The town center is just a minute away across a bridge and up a steep but short hill.   Peg wanders about and finds an attractive little restaurant, which serves lunch starting at 62 francs, about $8.

A barge carrying a British flag, named the Nidd, moored not long after we arrived.  We made room for them at the dock.    Soon we were chatting with the very friendly couple.   Paul is 42 and Sally 50 years old.   They were both trainers for the British government.  I hoped it was for some James Bond spy agency but if it was, they didn’t let on; but they wouldn’t, would they?   Paul worked for social security and at one point worked for the fraud squad.  Most of his customers were people who collected unemployment and also held down a job.  Neither the unemployment benefit nor the job paid much but between them they could do all right, or at least scrape by.   Some of his customers were small businesses who participated in or organized frauds.
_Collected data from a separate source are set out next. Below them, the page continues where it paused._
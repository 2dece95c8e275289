//! Blog post: the unit of search

use serde::{Deserialize, Serialize};

/// Blog post as indexed by the search engine
#[derive(Debug, Clone, PartialEq, Eq, Serialize, Deserialize)]
pub struct Post {
    pub id: u64,
    pub title: String,
    #[serde(default)]
    pub excerpt: String,
    #[serde(default)]
    pub content: String,
    #[serde(default)]
    pub author: String,
    /// Publication date, `YYYY-MM-DD`
    #[serde(default)]
    pub date: String,
    #[serde(default)]
    pub topics: Vec<String>,
    #[serde(default)]
    pub image: String,
}

impl Post {
    /// Create a new post with only id and title set
    pub fn new(id: u64, title: impl Into<String>) -> Self {
        Self {
            id,
            title: title.into(),
            excerpt: String::new(),
            content: String::new(),
            author: String::new(),
            date: String::new(),
            topics: Vec::new(),
            image: String::new(),
        }
    }

    pub fn with_content(mut self, content: impl Into<String>) -> Self {
        self.content = content.into();
        self
    }

    pub fn with_topics<I, S>(mut self, topics: I) -> Self
    where
        I: IntoIterator<Item = S>,
        S: Into<String>,
    {
        self.topics = topics.into_iter().map(Into::into).collect();
        self
    }

    pub fn with_author(mut self, author: impl Into<String>) -> Self {
        self.author = author.into();
        self
    }

    pub fn with_date(mut self, date: impl Into<String>) -> Self {
        self.date = date.into();
        self
    }
}

/// Seed file layout: `{"posts": [...]}`
#[derive(Debug, Clone, Default, Serialize, Deserialize)]
pub struct PostCollection {
    #[serde(default)]
    pub posts: Vec<Post>,
}

#[cfg(test)]
mod tests {
    use super::*;

    #[test]
    fn test_deserialize_partial_post() {
        let post: Post = serde_json::from_str(r#"{"id": 7, "title": "Hello"}"#).unwrap();
        assert_eq!(post.id, 7);
        assert_eq!(post.title, "Hello");
        assert!(post.topics.is_empty());
        assert!(post.content.is_empty());
    }

    #[test]
    fn test_builder() {
        let post = Post::new(1, "Title")
            .with_content("Body")
            .with_topics(["React", "JavaScript"])
            .with_author("Jane")
            .with_date("2024-01-15");
        assert_eq!(post.topics, vec!["React".to_string(), "JavaScript".to_string()]);
        assert_eq!(post.author, "Jane");
        assert_eq!(post.date, "2024-01-15");
    }
}
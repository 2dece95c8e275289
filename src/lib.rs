//! Blog Search Server
//!
//! Searches a collection of blog posts by title, content and topic tags,
//! either in-process or through an Elasticsearch-compatible index.
//!
//! # Features
//!
//! - **Four search modes**: exact, fuzzy, semantic and hybrid
//! - **Term expansion**: built-in related-terms table or an LLM rewriter
//! - **Pluggable backends**: in-memory store or Elasticsearch REST index
//! - **REST API**: search, list, fetch and upsert posts over HTTP
//!
//! # Modules
//!
//! - `types`: Core data structures (Post, SearchMode, Field, SearchQuery)
//! - `store`: In-memory document store keyed by post id
//! - `search`: Match predicates, term expanders and search strategies
//! - `backend`: In-memory and Elasticsearch search backends
//! - `engine`: Search facade used by callers
//! - `config`: Environment configuration
//! - `api`: Axum router and REST handlers
//!
//! # Example
//!
//! ```no_run
//! use std::sync::Arc;
//! use blog_search::{DocumentStore, SearchEngine, SearchMode};
//!
//! # async fn run() -> blog_search::Result<()> {
//! let store = Arc::new(DocumentStore::with_default_seed()?);
//! let engine = SearchEngine::in_memory(store);
//! let posts = engine.search("react", SearchMode::Fuzzy, None).await?;
//! println!("{} posts", posts.len());
//! # Ok(())
//! # }
//! ```

pub mod api;
pub mod backend;
pub mod config;
pub mod engine;
pub mod error;
pub mod logging;
pub mod search;
pub mod store;
pub mod types;

// Re-export commonly used items at crate root
pub use config::Config;
pub use engine::SearchEngine;
pub use error::{Result, SearchError};
pub use store::DocumentStore;
pub use types::{Field, Post, SearchMode, SearchQuery};

/// Library version
pub const VERSION: &str = env!("CARGO_PKG_VERSION");

/// Library name
pub const NAME: &str = env!("CARGO_PKG_NAME");
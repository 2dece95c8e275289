//! API module for HTTP endpoints
//!
//! This module provides the REST API consumed by the blog front end.

pub mod http;
pub mod rest;
pub mod state;
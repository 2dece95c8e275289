//! In-memory backend: strategies over the shared document store

use std::collections::HashMap;
use std::sync::Arc;
use std::time::Duration;

use async_trait::async_trait;
use tracing::{debug, info};

use super::SearchBackend;
use crate::error::Result;
use crate::search::{
    ExactStrategy, FuzzyStrategy, HybridPolicy, HybridStrategy, SearchStrategy, SemanticStrategy,
    TermExpander,
};
use crate::store::DocumentStore;
use crate::types::{Post, SearchMode, SearchQuery};

/// Artificial per-mode delay, mimicking a remote index
#[derive(Debug, Clone, Copy, PartialEq, Eq)]
pub struct LatencyProfile {
    pub exact: Duration,
    pub fuzzy: Duration,
    pub semantic: Duration,
    pub hybrid: Duration,
}

impl LatencyProfile {
    pub fn delay(&self, mode: SearchMode) -> Duration {
        match mode {
            SearchMode::Exact => self.exact,
            SearchMode::Fuzzy => self.fuzzy,
            SearchMode::Semantic => self.semantic,
            SearchMode::Hybrid => self.hybrid,
        }
    }
}

impl Default for LatencyProfile {
    fn default() -> Self {
        Self {
            exact: Duration::from_millis(500),
            fuzzy: Duration::from_millis(700),
            semantic: Duration::from_millis(1000),
            hybrid: Duration::from_millis(1200),
        }
    }
}

/// Backend running the search strategies in-process
pub struct InMemoryBackend {
    store: Arc<DocumentStore>,
    strategies: HashMap<SearchMode, Box<dyn SearchStrategy>>,
    latency: Option<LatencyProfile>,
}

impl InMemoryBackend {
    /// Create a backend with one strategy per mode
    pub fn new(
        store: Arc<DocumentStore>,
        expander: Arc<dyn TermExpander>,
        hybrid_policy: HybridPolicy,
    ) -> Self {
        let strategies: Vec<Box<dyn SearchStrategy>> = vec![
            Box::new(ExactStrategy),
            Box::new(FuzzyStrategy),
            Box::new(SemanticStrategy::new(expander.clone())),
            Box::new(HybridStrategy::new(expander, hybrid_policy)),
        ];

        Self {
            store,
            strategies: strategies.into_iter().map(|s| (s.mode(), s)).collect(),
            latency: None,
        }
    }

    /// Delay every search by the profile's per-mode duration
    pub fn with_latency(mut self, latency: LatencyProfile) -> Self {
        self.latency = Some(latency);
        self
    }

    /// Replace the strategy serving its mode
    pub fn with_strategy(mut self, strategy: Box<dyn SearchStrategy>) -> Self {
        self.strategies.insert(strategy.mode(), strategy);
        self
    }

    pub fn store(&self) -> &Arc<DocumentStore> {
        &self.store
    }
}

#[async_trait]
impl SearchBackend for InMemoryBackend {
    fn name(&self) -> &'static str {
        "memory"
    }

    async fn index_post(&self, post: Post) -> Result<()> {
        let id = post.id;
        let replaced = self.store.upsert(post);
        info!(id, replaced, "Indexed post");
        Ok(())
    }

    async fn search(&self, query: &SearchQuery) -> Result<Vec<Post>> {
        if let Some(latency) = &self.latency {
            tokio::time::sleep(latency.delay(query.mode)).await;
        }

        // Every mode is registered in `new`; fall back to exact otherwise
        let strategy = match self.strategies.get(&query.mode) {
            Some(strategy) => strategy,
            None => match self.strategies.get(&SearchMode::Exact) {
                Some(strategy) => strategy,
                None => return Ok(Vec::new()),
            },
        };

        let results = strategy.execute(&self.store, &query.text, query.field).await?;
        debug!(mode = %query.mode, hits = results.len(), "In-memory search finished");
        Ok(results)
    }
}
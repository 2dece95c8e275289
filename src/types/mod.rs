//! Data types for the blog search server
//!
//! This module contains the core data structures used throughout the application.

mod post;
mod query;

pub use post::{Post, PostCollection};
pub use query::{Field, SearchMode, SearchQuery};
The next day we all went to lunch at the little restaurant Peg found.  It was the most fabulous meal I have had in France.   I ordered the pork provencale, which included the appetizer bar.   The latter included a variety of marvelous veggie dishes, including garlic mushrooms, Russian salad, beats and what not.   None of the items were just plain or out of the can.   The sauce with the main course was easily the best provencale ever.   It was strong with red peppers blended in; it’s called a piperade.   I’d had a piperade in the Basque region of France and didn’t know it could be found also in Provence.  Maybe it isn’t traditional.   Peg had a flaky pastry salmony thing for the starter.   Her main consisted of two fish, three or four langoustines, some mussels and a few other creatures, all in a fabulous sauce.   All for 62 francs each, which is about $9.00!

Fools we were we didn’t keep the name of the restaurant.   But we know how to find it.
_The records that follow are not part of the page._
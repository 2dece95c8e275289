//! Tracing initialization.

use std::sync::Once;

use tracing_subscriber::EnvFilter;

static INIT: Once = Once::new();

/// Initialize tracing to stderr. Safe to call multiple times.
///
/// The filter comes from `RUST_LOG`, defaulting to `info`.
pub fn init() {
    INIT.call_once(|| {
        let filter = EnvFilter::try_from_default_env().unwrap_or_else(|_| EnvFilter::new("info"));

        let result = tracing_subscriber::fmt()
            .with_env_filter(filter)
            .with_writer(std::io::stderr)
            .with_ansi(false)
            .with_target(true)
            .compact()
            .try_init();

        if let Err(e) = result {
            eprintln!("Failed to initialize tracing: {}", e);
        }
    });
}
//! Query expansion for semantic and hybrid search
//!
//! The static expander maps query tokens through a fixed table of
//! related terms. The LLM-backed expander lives in [`super::llm`].

use async_trait::async_trait;

/// Related terms per query token
pub const RELATED_TERMS: &[(&str, &str)] = &[
    ("react", "javascript frontend component hooks jsx"),
    ("typescript", "static typing javascript ts type interface"),
    ("material", "ui design component mui theme"),
    ("scalable", "architecture large scale performance"),
    ("web", "development frontend html css javascript"),
    ("app", "application software program mobile"),
    ("blog", "article post content writing"),
];

/// Broadens a query with related terms.
///
/// Implementations never fail: when no expansion is available they
/// return the query unchanged.
#[async_trait]
pub trait TermExpander: Send + Sync {
    /// Short name used in logs
    fn name(&self) -> &'static str;

    /// Return the expanded query string
    async fn expand(&self, query: &str) -> String;
}

/// Look up the related terms for a single token
pub fn lookup(token: &str) -> Option<&'static str> {
    RELATED_TERMS
        .iter()
        .find(|(term, _)| *term == token)
        .map(|(_, related)| *related)
}

/// Related terms for every known token in the query, in token order.
/// Returns an empty string when no token is in the table.
pub fn related_terms(query: &str) -> String {
    query
        .to_lowercase()
        .split_whitespace()
        .filter_map(lookup)
        .collect::<Vec<_>>()
        .join(" ")
}

/// Table-driven expander: `"{query} {related terms}"`
#[derive(Debug, Clone, Copy, Default)]
pub struct StaticExpander;

impl StaticExpander {
    pub fn new() -> Self {
        Self
    }
}

#[async_trait]
impl TermExpander for StaticExpander {
    fn name(&self) -> &'static str {
        "static"
    }

    async fn expand(&self, query: &str) -> String {
        format!("{} {}", query, related_terms(query))
    }
}
//! Canned payloads served in mock mode.

use std::time::Duration;

use async_trait::async_trait;
use shared::{
    domain::{Mode, UniversityId},
    protocol::{
        BandoRequest, BandoResult, BandoSummary, Citation, CompatibleExam, Destination,
        ExamsReport, ExamsRequest, OfferedExam, Shortlist, ShortlistRequest,
    },
};
use tracing::debug;

use crate::{error::FetchError, study_plan::StudyPlanFile, DataSource};

const BANDO_DELAY: Duration = Duration::from_millis(350);
const SHORTLIST_DELAY: Duration = Duration::from_millis(450);
const EXAMS_DELAY: Duration = Duration::from_millis(450);

/// Offline data source returning fixed payloads after a short simulated
/// latency.
#[derive(Debug, Clone)]
pub struct MockDataSource {
    bando_delay: Duration,
    shortlist_delay: Duration,
    exams_delay: Duration,
}

impl Default for MockDataSource {
    fn default() -> Self {
        Self {
            bando_delay: BANDO_DELAY,
            shortlist_delay: SHORTLIST_DELAY,
            exams_delay: EXAMS_DELAY,
        }
    }
}

impl MockDataSource {
    pub fn new() -> Self {
        Self::default()
    }

    /// Same payloads with no simulated latency.
    pub fn instant() -> Self {
        Self {
            bando_delay: Duration::ZERO,
            shortlist_delay: Duration::ZERO,
            exams_delay: Duration::ZERO,
        }
    }
}

fn citation(doc_id: &str, page: u32) -> Citation {
    Citation {
        doc_id: doc_id.to_string(),
        page: Some(page),
        url: Some("#".to_string()),
    }
}

pub fn mock_bando() -> BandoResult {
    BandoResult::Found {
        summary: BandoSummary {
            eligibility:
                "Requisiti CFU min 24, lingua EN/IT B2, finestre di candidatura trimestrali."
                    .to_string(),
            departments: vec![
                "Informatica".to_string(),
                "AI & Data Eng.".to_string(),
                "Telecomunicazioni".to_string(),
            ],
            periods: vec!["Fall".to_string(), "Spring".to_string()],
            notes: "Equivalenza ECTS per esami a scelta e vincoli propedeuticità.".to_string(),
        },
        citations: vec![
            citation("pisa_bando_2025.pdf", 3),
            citation("pisa_bando_2025.pdf", 7),
        ],
    }
}

pub fn mock_shortlist() -> Shortlist {
    Shortlist {
        items: vec![
            Destination {
                id_university: UniversityId::new("UPC-EETAC"),
                id_city: "Barcelona".to_string(),
                description: "Rete solida di corsi ML/Networks, insegnamento EN, corsi Spring/Fall, requisiti lingua EN B2.".to_string(),
                citations: vec![citation("upc_eetac_guide_2025.pdf", 12)],
                site_url: Some("https://www.upc.edu/en/education/ects/erasmus".to_string()),
            },
            Destination {
                id_university: UniversityId::new("TUM"),
                id_city: "Munich".to_string(),
                description: "Offerta avanzata DL/CV, progetti industry, lingua EN B2.".to_string(),
                citations: vec![citation("tum_catalog_2025.pdf", 5)],
                site_url: Some("https://www.tum.de/en/studies/going-abroad/erasmus".to_string()),
            },
        ],
    }
}

pub fn mock_exams() -> ExamsReport {
    ExamsReport {
        download_pdf: "https://cdn.example.com/incoming/UPC-EETAC-exams-2025.pdf".to_string(),
        incoming_exams_full: vec![
            OfferedExam {
                name: "Wireless Communications".to_string(),
                ects: 6.0,
                semester: "Fall/Spring".to_string(),
                lang: "EN".to_string(),
            },
            OfferedExam {
                name: "Big Data and Data Mining".to_string(),
                ects: 6.0,
                semester: "Spring".to_string(),
                lang: "EN".to_string(),
            },
        ],
        compatible_exams: vec![CompatibleExam {
            name: "Big Data and Data Mining".to_string(),
            reason: "Allineato a Data Mining del piano; prerequisiti soddisfatti.".to_string(),
            citations: vec![citation("upc_eetac_catalog.pdf", 9)],
        }],
    }
}

#[async_trait]
impl DataSource for MockDataSource {
    fn mode(&self) -> Mode {
        Mode::Mock
    }

    async fn lookup_bando(&self, request: &BandoRequest) -> Result<BandoResult, FetchError> {
        debug!(university = %request.university_from, "serving mock bando");
        tokio::time::sleep(self.bando_delay).await;
        Ok(mock_bando())
    }

    async fn generate_shortlist(
        &self,
        request: &ShortlistRequest,
        _study_plan: Option<&StudyPlanFile>,
    ) -> Result<Shortlist, FetchError> {
        debug!(department = %request.department, "serving mock shortlist");
        tokio::time::sleep(self.shortlist_delay).await;
        Ok(mock_shortlist())
    }

    async fn lookup_exams(
        &self,
        destination: &UniversityId,
        _request: &ExamsRequest,
    ) -> Result<ExamsReport, FetchError> {
        debug!(%destination, "serving mock exams");
        tokio::time::sleep(self.exams_delay).await;
        Ok(mock_exams())
    }
}
//! Session-scoped key/value store.
//!
//! Values live in memory and are mirrored to a small JSON file named after
//! the session scope, so they survive a restart within the same scope. Every
//! storage failure is logged and swallowed: a value that cannot be read is
//! simply absent.

use std::{
    collections::HashMap,
    fs,
    path::{Path, PathBuf},
    sync::Mutex,
};

use tracing::{debug, warn};

/// Key holding the home institution typed in the first stage.
pub const HOME_INSTITUTION_KEY: &str = "EHD_university_from";

#[derive(Debug, Default)]
pub struct SessionStore {
    path: Option<PathBuf>,
    entries: Mutex<HashMap<String, String>>,
}

impl SessionStore {
    /// Store that never touches the disk.
    pub fn in_memory() -> Self {
        Self::default()
    }

    /// Opens (or lazily creates) the store for `scope` under `dir`.
    pub fn open(dir: &Path, scope: &str) -> Self {
        let path = dir.join(format!("session-{}.json", sanitize_scope(scope)));
        let entries = match fs::read(&path) {
            Ok(raw) => serde_json::from_slice::<HashMap<String, String>>(&raw).unwrap_or_else(
                |err| {
                    warn!(path = %path.display(), %err, "ignoring unreadable session file");
                    HashMap::new()
                },
            ),
            Err(err) if err.kind() == std::io::ErrorKind::NotFound => HashMap::new(),
            Err(err) => {
                warn!(path = %path.display(), %err, "session storage unavailable");
                HashMap::new()
            }
        };
        debug!(path = %path.display(), keys = entries.len(), "opened session store");
        Self {
            path: Some(path),
            entries: Mutex::new(entries),
        }
    }

    pub fn path(&self) -> Option<&Path> {
        self.path.as_deref()
    }

    pub fn set(&self, key: &str, value: &str) {
        let Ok(mut entries) = self.entries.lock() else {
            warn!(key, "session store lock poisoned; dropping write");
            return;
        };
        entries.insert(key.to_string(), value.to_string());
        self.persist(&entries);
    }

    /// Returns the stored value, or an empty string when it is absent or the
    /// store is unusable.
    pub fn get(&self, key: &str) -> String {
        match self.entries.lock() {
            Ok(entries) => entries.get(key).cloned().unwrap_or_default(),
            Err(_) => String::new(),
        }
    }

    pub fn clear(&self, key: &str) {
        let Ok(mut entries) = self.entries.lock() else {
            warn!(key, "session store lock poisoned; dropping clear");
            return;
        };
        if entries.remove(key).is_some() {
            self.persist(&entries);
        }
    }

    fn persist(&self, entries: &HashMap<String, String>) {
        let Some(path) = &self.path else {
            return;
        };
        let result = serde_json::to_vec(entries)
            .map_err(|err| err.to_string())
            .and_then(|raw| {
                if let Some(parent) = path.parent() {
                    fs::create_dir_all(parent).map_err(|err| err.to_string())?;
                }
                fs::write(path, raw).map_err(|err| err.to_string())
            });
        if let Err(err) = result {
            warn!(path = %path.display(), %err, "failed to persist session store");
        }
    }
}

fn sanitize_scope(scope: &str) -> String {
    let cleaned: String = scope
        .trim()
        .chars()
        .map(|c| {
            if c.is_ascii_alphanumeric() || c == '-' || c == '_' {
                c
            } else {
                '_'
            }
        })
        .collect();
    if cleaned.is_empty() {
        "default".to_string()
    } else {
        cleaned
    }
}

#[cfg(test)]
#[path = "tests/session_store_tests.rs"]
mod tests;
//! Worker thread that owns the async runtime and executes queued commands.

use std::{
    sync::Arc,
    thread::{self, JoinHandle},
    time::Duration,
};

use client_core::{LiveDataSource, ResultFetcher, StudyPlanFile};
use crossbeam_channel::{Receiver, Sender};

use crate::backend_bridge::commands::BackendCommand;
use crate::controller::events::UiEvent;

/// Starts the backend worker. It runs until every command sender is dropped.
pub fn spawn_backend_thread(
    fetcher: ResultFetcher,
    request_timeout: Option<Duration>,
    cmd_rx: Receiver<BackendCommand>,
    ui_tx: Sender<UiEvent>,
) -> JoinHandle<()> {
    thread::spawn(move || {
        let runtime = match tokio::runtime::Builder::new_multi_thread()
            .worker_threads(2)
            .enable_all()
            .build()
        {
            Ok(runtime) => runtime,
            Err(err) => {
                tracing::error!("failed to build backend runtime: {err}");
                let _ = ui_tx.send(UiEvent::Error(format!(
                    "backend worker startup failure: {err}"
                )));
                return;
            }
        };

        runtime.block_on(async move {
            let mut fetcher = fetcher;
            tracing::debug!("backend worker ready");
            while let Ok(cmd) = cmd_rx.recv() {
                let event = match cmd {
                    BackendCommand::Fetch { ticket, request } => UiEvent::ActionFinished {
                        ticket,
                        result: fetcher.fetch(ticket, request).await,
                    },
                    BackendCommand::LoadStudyPlan { path } => {
                        UiEvent::StudyPlanLoaded(StudyPlanFile::from_path(&path).await)
                    }
                    BackendCommand::SetApiBase { api_base } => {
                        match LiveDataSource::new(&api_base, request_timeout) {
                            Ok(live) => {
                                let api_base = live.api_base().to_string();
                                fetcher.set_live(Arc::new(live));
                                UiEvent::ApiBaseChanged(api_base)
                            }
                            Err(err) => UiEvent::Error(err.to_string()),
                        }
                    }
                };
                if ui_tx.send(event).is_err() {
                    break;
                }
            }
            tracing::debug!("backend worker stopped");
        });
    })
}
use serde::{Deserialize, Serialize};
use serde_json::Value;

#[derive(Debug, Clone, Copy, PartialEq, Eq, Serialize, Deserialize)]
#[serde(rename_all = "snake_case")]
pub enum ErrorCode {
    Unauthorized,
    Forbidden,
    NotFound,
    Validation,
    RateLimited,
    Internal,
}

impl ErrorCode {
    pub fn from_status(status: u16) -> Self {
        match status {
            401 => Self::Unauthorized,
            403 => Self::Forbidden,
            404 => Self::NotFound,
            400 | 422 => Self::Validation,
            429 => Self::RateLimited,
            _ => Self::Internal,
        }
    }
}

/// Error body returned by the collaborator service: `{"detail": ...}` where
/// `detail` is either a string or a list of field errors.
#[derive(Debug, Clone, Serialize, Deserialize)]
pub struct ErrorBody {
    pub detail: Value,
}

#[derive(Debug, Clone, PartialEq, Eq, Serialize, Deserialize)]
pub struct ApiError {
    pub code: ErrorCode,
    pub message: String,
}

impl ApiError {
    pub fn new(code: ErrorCode, message: impl Into<String>) -> Self {
        Self {
            code,
            message: message.into(),
        }
    }

    /// Builds an error from a non-success response. Returns `None` when the
    /// body does not carry a usable `detail`.
    pub fn from_response(status: u16, body: &[u8]) -> Option<Self> {
        let body: ErrorBody = serde_json::from_slice(body).ok()?;
        let message = match body.detail {
            Value::String(text) => text,
            Value::Array(items) => items
                .iter()
                .filter_map(|item| item.get("msg").and_then(Value::as_str))
                .collect::<Vec<_>>()
                .join("; "),
            Value::Null => return None,
            other => other.to_string(),
        };
        if message.trim().is_empty() {
            return None;
        }
        Some(Self::new(ErrorCode::from_status(status), message))
    }
}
On July 26 we left Jaumont, the border town on the French side, enjoying in near solitude the canal and its locks.  Mostly we’ve seen Dutch boats, nary a French one to date, and not many of these.  We stopped in Berilmont.   We tried mooring behind the Nidd but we grounded lightly.   Instead we tied up across the canal, itself divided by a small peninsula.  Behind us are Bob and Bobbie, another British couple, who run a hotel barge on their boat.   The unremarkable town is entirely uphill, the path taking you between the houses that line the canal.

A remote control device operates the locks in this canal section.  It refused to work several times.   You can call VNF personnel using a telephone that dials using a push button next to a speaker.   They were usually there within 10 minutes.   Until about 10-15 years ago the lockkeepers lived at the locks.   Some of the houses are still beautifully maintained and in the summer artistically decorated with flowers.  These and the gorgeous scenery make this portion of our journey exquisite, and the main reason we came to this area.   Why hardly anyone else does is amazing.
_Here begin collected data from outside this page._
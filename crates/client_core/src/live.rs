//! HTTP data source talking to the collaborator service.

use std::time::Duration;

use async_trait::async_trait;
use reqwest::{
    multipart::{Form, Part},
    Client, RequestBuilder,
};
use serde::de::DeserializeOwned;
use shared::{
    domain::{Mode, UniversityId},
    error::ApiError,
    protocol::{
        BandoRequest, BandoResult, ExamsReport, ExamsRequest, Shortlist, ShortlistRequest,
    },
};
use tracing::{debug, warn};
use url::Url;

use crate::{error::FetchError, study_plan::StudyPlanFile, DataSource};

const STUDY_PLAN_FIELD: &str = "study_plan_pdf";

pub struct LiveDataSource {
    http: Client,
    api_base: Url,
}

impl LiveDataSource {
    pub fn new(api_base: &str, timeout: Option<Duration>) -> Result<Self, FetchError> {
        let api_base = Url::parse(api_base.trim())
            .map_err(|_| FetchError::InvalidApiBase(api_base.to_string()))?;
        if api_base.cannot_be_a_base() {
            return Err(FetchError::InvalidApiBase(api_base.to_string()));
        }
        let mut builder = Client::builder();
        if let Some(timeout) = timeout {
            builder = builder.timeout(timeout);
        }
        let http = builder.build().map_err(FetchError::transport)?;
        Ok(Self { http, api_base })
    }

    pub fn api_base(&self) -> &str {
        self.api_base.as_str()
    }

    pub(crate) fn endpoint(&self, segments: &[&str]) -> Result<Url, FetchError> {
        let mut url = self.api_base.clone();
        url.path_segments_mut()
            .map_err(|_| FetchError::InvalidApiBase(self.api_base.to_string()))?
            .pop_if_empty()
            .extend(segments);
        Ok(url)
    }

    async fn send<T: DeserializeOwned>(&self, request: RequestBuilder) -> Result<T, FetchError> {
        let response = request.send().await.map_err(FetchError::transport)?;
        let status = response.status();
        let body = response.bytes().await.map_err(FetchError::transport)?;
        if !status.is_success() {
            let detail = ApiError::from_response(status.as_u16(), &body);
            warn!(status = status.as_u16(), ?detail, "collaborator returned an error");
            return Err(FetchError::Status {
                status: status.as_u16(),
                detail,
            });
        }
        serde_json::from_slice(&body).map_err(|err| FetchError::Malformed(err.to_string()))
    }
}

fn shortlist_form(
    request: &ShortlistRequest,
    study_plan: &StudyPlanFile,
) -> Result<Form, FetchError> {
    let mut form = Form::new()
        .text("university_from", request.university_from.clone())
        .text("department", request.department.clone())
        .text("period", request.period.as_str());
    if let Some(text) = &request.study_plan_text {
        form = form.text("study_plan_text", text.clone());
    }
    let part = Part::stream_with_length(study_plan.shared_bytes(), study_plan.size_bytes())
        .file_name(study_plan.filename().to_string())
        .mime_str(study_plan.mime_type())
        .map_err(FetchError::transport)?;
    Ok(form.part(STUDY_PLAN_FIELD, part))
}

/// Live source standing in for an API base that could not be parsed. Every
/// request fails without touching the network.
pub struct UnavailableLiveSource {
    api_base: String,
}

impl UnavailableLiveSource {
    pub fn new(api_base: &str) -> Self {
        Self {
            api_base: api_base.to_string(),
        }
    }

    fn refuse<T>(&self) -> Result<T, FetchError> {
        Err(FetchError::InvalidApiBase(self.api_base.clone()))
    }
}

#[async_trait]
impl DataSource for UnavailableLiveSource {
    fn mode(&self) -> Mode {
        Mode::Live
    }

    async fn lookup_bando(&self, _request: &BandoRequest) -> Result<BandoResult, FetchError> {
        self.refuse()
    }

    async fn generate_shortlist(
        &self,
        _request: &ShortlistRequest,
        _study_plan: Option<&StudyPlanFile>,
    ) -> Result<Shortlist, FetchError> {
        self.refuse()
    }

    async fn lookup_exams(
        &self,
        _destination: &UniversityId,
        _request: &ExamsRequest,
    ) -> Result<ExamsReport, FetchError> {
        self.refuse()
    }
}

#[async_trait]
impl DataSource for LiveDataSource {
    fn mode(&self) -> Mode {
        Mode::Live
    }

    async fn lookup_bando(&self, request: &BandoRequest) -> Result<BandoResult, FetchError> {
        let url = self.endpoint(&["bandi", "summary"])?;
        debug!(%url, "requesting bando summary");
        self.send(self.http.post(url).json(request)).await
    }

    async fn generate_shortlist(
        &self,
        request: &ShortlistRequest,
        study_plan: Option<&StudyPlanFile>,
    ) -> Result<Shortlist, FetchError> {
        let url = self.endpoint(&["mete", "shortlist"])?;
        let builder = match study_plan {
            Some(study_plan) => {
                debug!(%url, filename = study_plan.filename(), "requesting shortlist (multipart)");
                self.http
                    .post(url)
                    .multipart(shortlist_form(request, study_plan)?)
            }
            None => {
                debug!(%url, "requesting shortlist (json)");
                self.http.post(url).json(request)
            }
        };
        self.send(builder).await
    }

    async fn lookup_exams(
        &self,
        destination: &UniversityId,
        request: &ExamsRequest,
    ) -> Result<ExamsReport, FetchError> {
        let url = self.endpoint(&["mete", destination.as_str(), "exams"])?;
        debug!(%url, "requesting exams");
        self.send(self.http.post(url).json(request)).await
    }
}
use shared::{domain::UniversityId, error::ApiError};
use thiserror::Error;

/// A precondition that failed before any request was attempted. These never
/// touch the wizard state.
#[derive(Debug, Clone, PartialEq, Eq, Error)]
pub enum ValidationError {
    #[error("another request is still in progress")]
    Busy,
    #[error("home institution is required")]
    MissingHomeInstitution,
    #[error("a bando must be found before generating the shortlist")]
    BandoNotFound,
    #[error("department is required")]
    MissingDepartment,
    #[error("study plan PDF is required")]
    MissingStudyPlan,
    #[error("study plan must be a PDF document (got {mime_type})")]
    UnsupportedFileType { mime_type: String },
    #[error("study plan PDF is {size} bytes, limit is {limit} bytes")]
    FileTooLarge { size: u64, limit: u64 },
    #[error("cannot read study plan '{path}': {reason}")]
    UnreadableFile { path: String, reason: String },
    #[error("destination {0} is not in the current shortlist")]
    UnknownDestination(UniversityId),
}

#[derive(Debug, Error)]
pub enum FetchError {
    #[error("invalid API base '{0}'")]
    InvalidApiBase(String),
    #[error("network error: {0}")]
    Transport(String),
    #[error("request failed with status {status}{}", detail_suffix(.detail))]
    Status {
        status: u16,
        detail: Option<ApiError>,
    },
    #[error("malformed response: {0}")]
    Malformed(String),
}

impl FetchError {
    pub fn transport(err: reqwest::Error) -> Self {
        Self::Transport(err.to_string())
    }
}

fn detail_suffix(detail: &Option<ApiError>) -> String {
    match detail {
        Some(detail) => format!(": {}", detail.message),
        None => String::new(),
    }
}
On the 27th we went to Landricies.   The mooring is just past the lock and includes water and electricity, as do most all VNF docks.   It is in the middle of this farming town of 8,000, across the street from an animal feed silo; this offers no annoyance whatsoever.  Many small rodents live next to it, scurrying along the docks as cats patrol the area. Across the bridge there is a fritture, a place where you buy fries along with other, mostly deep-fried food.   There is a bakery close by as well.   Just two minutes away there is a Champion, a sizable grocery store with the most fabulous baguette I’ve ever had; it’s crunchy and covered with poppy seeds.  And fortunately for us, just at the mooring is a chandlery run by an ex-Navy man and his wife.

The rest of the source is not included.